Detention facilities should not jeopardize the health and safety of those in custody and that is why stricter standards are absolutely necessary. The national standards ICE announced last week are an important step. They are not a hospitality guide, but minimal standards to prevent mistreatment, injury, or death. Moreover, concerns remain that these new standards are insufficient to hold accountable the hundreds of facilities under ICE contract.
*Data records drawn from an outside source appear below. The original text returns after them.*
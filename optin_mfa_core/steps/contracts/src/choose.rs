use optin_mfa_models::factor::{FactorAcr, FactorName};
use thiserror::Error;

/// Handles the POST of the factor choice view.
#[cfg_attr(feature = "mock", mockall::automock)]
pub trait ChooseFactorService: Send + Sync + 'static {
    /// Record the chosen factor in the flow session. The caller re-runs the
    /// flow afterwards and sets the returned cookie, if any.
    fn choose(&self, form: ChooseFactorForm) -> Result<ChooseOutcome, ChooseFactorError>;
}

#[derive(Debug, Clone, PartialEq, Eq, Default)]
pub struct ChooseFactorForm {
    pub second_factor: Option<FactorAcr>,
    /// Display name for a first registration; defaults to the ACR.
    pub second_factor_name: Option<FactorName>,
    pub remember_choice: bool,
}

#[derive(Debug, Clone, PartialEq, Eq, Default)]
pub struct ChooseOutcome {
    pub remember_cookie: Option<RememberChoiceCookie>,
}

/// Directive for the host to persist the user's factor choice.
#[derive(Debug, Clone, PartialEq, Eq)]
pub struct RememberChoiceCookie {
    pub factor: FactorAcr,
    pub max_age_days: u32,
}

#[derive(Debug, Error)]
pub enum ChooseFactorError {
    #[error("Missing required parameter {0}.")]
    MissingParameter(&'static str),
    #[error("There is no flow state accepting a factor choice.")]
    InvalidState,
    #[error(transparent)]
    Other(#[from] anyhow::Error),
}

#[cfg(feature = "mock")]
impl MockChooseFactorService {
    pub fn with_choose(mut self, form: ChooseFactorForm, result: ChooseOutcome) -> Self {
        self.expect_choose()
            .once()
            .with(mockall::predicate::eq(form))
            .return_once(|_| Ok(result));
        self
    }
}
use optin_mfa_core_flow_contracts::FlowService;
use optin_mfa_core_flow_impl::FlowServiceImpl;
use optin_mfa_demo::{
    account::MemoryAccountRepository,
    factor::{ACR_TOTP, DESCRIPTOR_TOTP, NAME_APP},
    registry::DemoAuthenticatorRegistry,
    scratch_code_hash,
    user::BOB,
    TXN_1, TXN_2,
};
use optin_mfa_models::{
    auth::{AuthenticatedSessions, AuthenticationAttributes},
    factor::ScratchCode,
    flow::{Decision, FlowSession, FlowStep},
};
use optin_mfa_persistence_contracts::account::AccountRepository;
use optin_mfa_session_contracts::{FlowSessionStore, SessionLoad};
use optin_mfa_session_impl::{memory::MemorySessionManager, FlowSessionStoreImpl};
use optin_mfa_shared_impl::{hash::HashServiceImpl, scratch::ScratchCodeServiceImpl};
use optin_mfa_utils::Apply;
use pretty_assertions::assert_eq;

/// Walks the full first-registration flow with real session, account and
/// scratch code plumbing, playing the part of the step handlers in between.
#[test]
fn first_registration_end_to_end() {
    let sessions = MemorySessionManager::new();
    let accounts = MemoryAccountRepository::new([BOB.clone()]);
    let store = FlowSessionStoreImpl::new(sessions.clone());
    let sut = FlowServiceImpl::new(
        FlowSessionStoreImpl::new(sessions),
        accounts.clone(),
        DemoAuthenticatorRegistry,
        HashServiceImpl,
        ScratchCodeServiceImpl,
        optin_mfa_demo::config(),
    );
    let attributes = AuthenticationAttributes {
        subject: BOB.subject.clone(),
    };
    let unauthenticated = AuthenticatedSessions::default();

    // No factor registered yet: prompt with the configurable catalog.
    let decision = sut.evaluate(&attributes, &unauthenticated, &TXN_1).unwrap();
    assert_eq!(decision, Decision::Prompt);
    let session = load(&store);
    assert_eq!(
        session.step,
        FlowStep::FirstChoiceOfSecondFactor {
            available: optin_mfa_demo::config().catalog(),
        }
    );

    // The user picks TOTP; the flow redirects to registration.
    store
        .store(&session.with(|s| {
            s.step = FlowStep::FirstSecondFactorChosen {
                factor: ACR_TOTP.clone(),
                name: NAME_APP.clone(),
                emergency_code: None,
            }
        }))
        .unwrap();
    let decision = sut.evaluate(&attributes, &unauthenticated, &TXN_1).unwrap();
    assert_eq!(
        decision,
        Decision::Register {
            authenticator: DESCRIPTOR_TOTP.clone(),
            return_to_action: true,
        }
    );

    // Back from registration, authenticated with the new factor: the factor
    // is stored and a batch of scratch codes is issued.
    let authenticated = [ACR_TOTP.clone()]
        .into_iter()
        .collect::<AuthenticatedSessions>();
    let decision = sut.evaluate(&attributes, &authenticated, &TXN_1).unwrap();
    assert_eq!(decision, Decision::Prompt);
    let FlowStep::ConfirmScratchCodes { codes } = load(&store).step else {
        panic!("expected the scratch code confirmation step");
    };
    assert_eq!(codes.len(), ScratchCode::BATCH_SIZE);

    let account = accounts.get_by_subject(&BOB.subject).unwrap().unwrap();
    assert_eq!(
        account.second_factors,
        [(NAME_APP.clone(), ACR_TOTP.clone())].into_iter().collect(),
    );
    assert_eq!(
        account.scratch_code_hashes,
        codes.iter().map(scratch_code_hash).collect::<Vec<_>>(),
    );

    // The user confirms having saved the codes: the action is satisfied.
    store
        .store(&load(&store).with(|s| s.step = FlowStep::ScratchCodesConfirmed))
        .unwrap();
    let decision = sut.evaluate(&attributes, &authenticated, &TXN_1).unwrap();
    assert_eq!(decision, Decision::Success);

    // A new transaction with the factor still authenticated passes straight
    // through.
    let decision = sut.evaluate(&attributes, &authenticated, &TXN_2).unwrap();
    assert_eq!(decision, Decision::Success);
}

fn load(store: &impl FlowSessionStore) -> FlowSession {
    match store.load().unwrap() {
        SessionLoad::Present(session) => session,
        other => panic!("expected a flow session record, got {other:?}"),
    }
}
Indeed ICE has not gone far enough. It should recognize the applicability of the Prison Rape Elimination Act standards to immigration detention. When Congress enacted the law in 2003, it was intended to protect every individual in government custody. But ICE and its parent agency, the U.S. Department of Homeland Security, are resisting and leaving people at greater risk of rape and sexual assault in immigration detention. 

Rep. Smith rightly points out that immigration detention is expensive, costing $2 billion annually. But the solution is not to deprive detainees the basic care and treatment that U.S. law and common decency require as Smith proposes. The better solution that ICE uses but could implement more effectively is alternatives to detention, such as release on bond, intensive supervision and GPS-technology, that cost a dime for each dollar spent on jails. ICE should screen people more carefully for these more humane and cost effective methods.

Smith’s statement betrays a callousness that is unacceptable when we are talking about the detention of human beings.  Over the years he has proposed extreme measures, such as H.R. 1932, that grossly misuse detention and are clearly unconstitutional. To take away one’s liberty is a power that must be exercised carefully and with restraint. And when someone is jailed, our government bears the responsibility for caring properly for them.

Chen is the director of advocacy for the American Immigration Lawyers Association. The AILA is the national association of over 11,000 attorneys and law professors who practice and teach immigration law.